SCHWARTZ: I think the hook for me was, you know, taking the common-sense, or what seemed like common-sense, that as women gained more freedoms and as women had more access to opportunities that they would engage in more crime. And that seemed to be what the common-sense notion was, but once I started looking at the data it seemed the opposite was true, or at least there was no support for this idea that women’s liberation would increase their offending. And so I think that sort of puzzle made me want to know—Well, why women are offending in the first place and why aren’t they offending any more given that we think women have come so far and have so many opportunities what’s holding them back from offending if they are making gains in other avenues in legitimate work, why aren’t they making gains in the underworld, I guess. So that was the hook for me, trying to figure out that puzzle of why aren’t women offending more given that their status in society has, you know, bettered for the most part.

DUBNER: Now, to be fair, women have started committing some crimes more often. Forgery, embezzlement, even auto theft, a little. But compared to men, their rates are still very low.

SCHWARTZ: I know, I have a little bit of mixed feelings because that, you know, when I think about it I say I’m not rooting for women to become more criminal or have more criminal opportunities. I guess it’s just another form, or another context in which women are blocked from, you know, achieving at high levels. But, you know, it’s a, it’s sort of a difficult thing to unpackage, I guess.
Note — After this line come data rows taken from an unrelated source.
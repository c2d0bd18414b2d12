use std::collections::{BTreeMap, BTreeSet};
use std::sync::Arc;

use newsrank_core::error::{Error, Result};
use newsrank_core::traits::EntityExtractor;
use newsrank_core::types::{RelevanceType, SearchResult};

use crate::index::{normalize_entity, ArticleIndex};

/// Entity channel: extract entities from the query, look each one up
/// exactly in the entity index, emit one result per matching article.
#[derive(Clone)]
pub struct EntityRetriever {
	extractor: Arc<dyn EntityExtractor>,
	score: f64,
}

impl EntityRetriever {
	pub fn new(extractor: Arc<dyn EntityExtractor>, score: f64) -> Self {
		Self { extractor, score: score.clamp(0.0, 1.0) }
	}

	pub fn search(&self, index: &ArticleIndex, query: &str) -> Result<Vec<SearchResult>> {
		let entities = self.extractor.extract(query).map_err(|e| Error::channel("entity", e))?;
		let keys: BTreeSet<String> = entities.all().map(|e| normalize_entity(e)).filter(|k| !k.is_empty()).collect();

		let mut by_article: BTreeMap<&str, BTreeSet<String>> = BTreeMap::new();
		for key in &keys {
			if let Some(ids) = index.entity_postings(key) {
				for id in ids { by_article.entry(id.as_str()).or_default().insert(key.clone()); }
			}
		}

		let results: Vec<SearchResult> = by_article
			.into_iter()
			.map(|(id, matched_terms)| {
				let explanation = format!("Entity match: {}", matched_terms.iter().cloned().collect::<Vec<_>>().join(", "));
				SearchResult { article_id: id.to_string(), score: self.score, relevance_type: RelevanceType::Entity, matched_terms, explanation }
			})
			.collect();
		tracing::debug!(query, entities = keys.len(), hits = results.len(), "entity channel");
		Ok(results)
	}
}
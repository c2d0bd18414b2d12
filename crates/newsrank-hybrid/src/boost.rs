use newsrank_core::config::BoostConfig;
use newsrank_core::types::{Article, Persona, SearchResult};
use newsrank_text::ArticleIndex;

use crate::fusion::sort_results;

/// Sum of the persona boosts this article earns.
pub fn persona_boost(article: &Article, persona: Persona, boosts: &BoostConfig) -> f64 {
    let mut total = 0.0;
    match persona {
        Persona::Engineer => {
            let b = &boosts.engineer;
            if article.technical.implementation_ready { total += b.implementation_ready; }
            if article.technical.code_available { total += b.code_available; }
            if article.technical.has_paper() { total += b.paper_link; }
        }
        Persona::Business => {
            let b = &boosts.business;
            if article.business.has_roi() { total += b.roi_indicators; }
            if article.business.has_case_studies() { total += b.case_studies; }
            if article.business.has_funding() { total += b.funding_info; }
        }
    }
    total
}

/// `score *= 1 + boost`, clamped to [0,1], then re-sorted.
pub fn apply_persona_boosts(results: &mut [SearchResult], index: &ArticleIndex, persona: Persona, boosts: &BoostConfig) {
    for r in results.iter_mut() {
        let Some(article) = index.article(&r.article_id) else { continue };
        let boost = persona_boost(article, persona, boosts);
        if boost > 0.0 {
            r.score = (r.score * (1.0 + boost)).clamp(0.0, 1.0);
            r.explanation.push_str(&format!("; {persona} boost +{boost:.2}"));
        }
    }
    sort_results(results);
}
//! newsrank-text
//!
//! In-memory inverted and entity indexes over enriched articles, with the
//! keyword (BM25) and entity retrieval channels built on top of them.

pub mod analyzer;
pub mod index;
pub mod bm25;
pub mod entity;

pub use analyzer::Tokenizer;
pub use index::{normalize_entity, ArticleIndex};
pub use bm25::{Bm25Params, KeywordRetriever};
pub use entity::EntityRetriever;
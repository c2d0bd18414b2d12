use anyhow::{bail, Result};
use std::sync::Arc;

use newsrank_core::config::{Config, Lexicon};
use newsrank_core::traits::{Embedder, EntityExtractor};
use newsrank_core::types::Entities;

use crate::hashed::HashEmbedder;
use crate::lexicon::LexiconExtractor;

/// Default provider: lexicon entities plus hashed bag-of-words embeddings.
#[derive(Debug, Clone)]
pub struct RuleBasedProvider {
    extractor: LexiconExtractor,
    embedder: HashEmbedder,
}

impl RuleBasedProvider {
    pub fn new(lexicon: Lexicon) -> Self {
        Self { extractor: LexiconExtractor::new(lexicon), embedder: HashEmbedder::default() }
    }

    pub fn from_config(config: &Config) -> Self { Self::new(config.lexicon.clone()) }

    pub fn with_dim(mut self, dim: usize) -> Self {
        self.embedder = HashEmbedder::new(dim);
        self
    }
}

impl EntityExtractor for RuleBasedProvider {
    fn extract(&self, text: &str) -> Result<Entities> { Ok(self.extractor.extract_entities(text)) }
}

impl Embedder for RuleBasedProvider {
    fn embedder_id(&self) -> &str { self.embedder.embedder_id() }
    fn dim(&self) -> usize { self.embedder.dim() }
    fn embed_batch(&self, texts: &[String]) -> Result<Vec<Vec<f32>>> { self.embedder.embed_batch(texts) }
}

/// Delegates to injected model backends.
///
/// Embedding output is shape-checked. When the NER model is missing or
/// fails, entities come from the lexicon instead.
pub struct ModelBackedProvider {
    embedder: Arc<dyn Embedder>,
    ner: Option<Arc<dyn EntityExtractor>>,
    fallback: LexiconExtractor,
}

impl ModelBackedProvider {
    pub fn new(embedder: Arc<dyn Embedder>, fallback: Lexicon) -> Self {
        Self { embedder, ner: None, fallback: LexiconExtractor::new(fallback) }
    }

    pub fn with_ner(mut self, ner: Arc<dyn EntityExtractor>) -> Self {
        self.ner = Some(ner);
        self
    }
}

impl Embedder for ModelBackedProvider {
    fn embedder_id(&self) -> &str { self.embedder.embedder_id() }
    fn dim(&self) -> usize { self.embedder.dim() }

    fn embed_batch(&self, texts: &[String]) -> Result<Vec<Vec<f32>>> {
        let vectors = self.embedder.embed_batch(texts)?;
        if vectors.len() != texts.len() {
            bail!("{} returned {} vectors for {} texts", self.embedder_id(), vectors.len(), texts.len());
        }
        if let Some(bad) = vectors.iter().find(|v| v.len() != self.dim()) {
            bail!("{} returned a {}-dim vector, expected {}", self.embedder_id(), bad.len(), self.dim());
        }
        Ok(vectors)
    }

    fn similarity(&self, a: &[f32], b: &[f32]) -> f32 { self.embedder.similarity(a, b) }
}

impl EntityExtractor for ModelBackedProvider {
    fn extract(&self, text: &str) -> Result<Entities> {
        let Some(ner) = &self.ner else { return Ok(self.fallback.extract_entities(text)) };
        match ner.extract(text) {
            Ok(entities) => Ok(entities),
            Err(err) => {
                tracing::warn!(error = %err, "NER model failed; using lexicon entities");
                Ok(self.fallback.extract_entities(text))
            }
        }
    }
}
It may be difficult to unpackage but let’s be clear: it’s a good thing that women, having closed a lot of gender gaps over the past few decades, aren’t rushing to close the crime gap. There are other gaps that one might hope will be preserved or, better yet, closed but in the other direction. Men should aspire to get to where women already are. Did you know, for instance, that a man is much less likely than a woman to do you a favor? Men are much worse at washing their hands, which, if you’re thinking about a hospital setting, in particular, can be bad news. There’s also research showing that men, if you ask them a question, are thoroughly incapable of simply saying “I don’t know” even if in fact they don’t know the answer. Now, why is that? Let me betray my gender here for a moment and simply say this: I don’t know.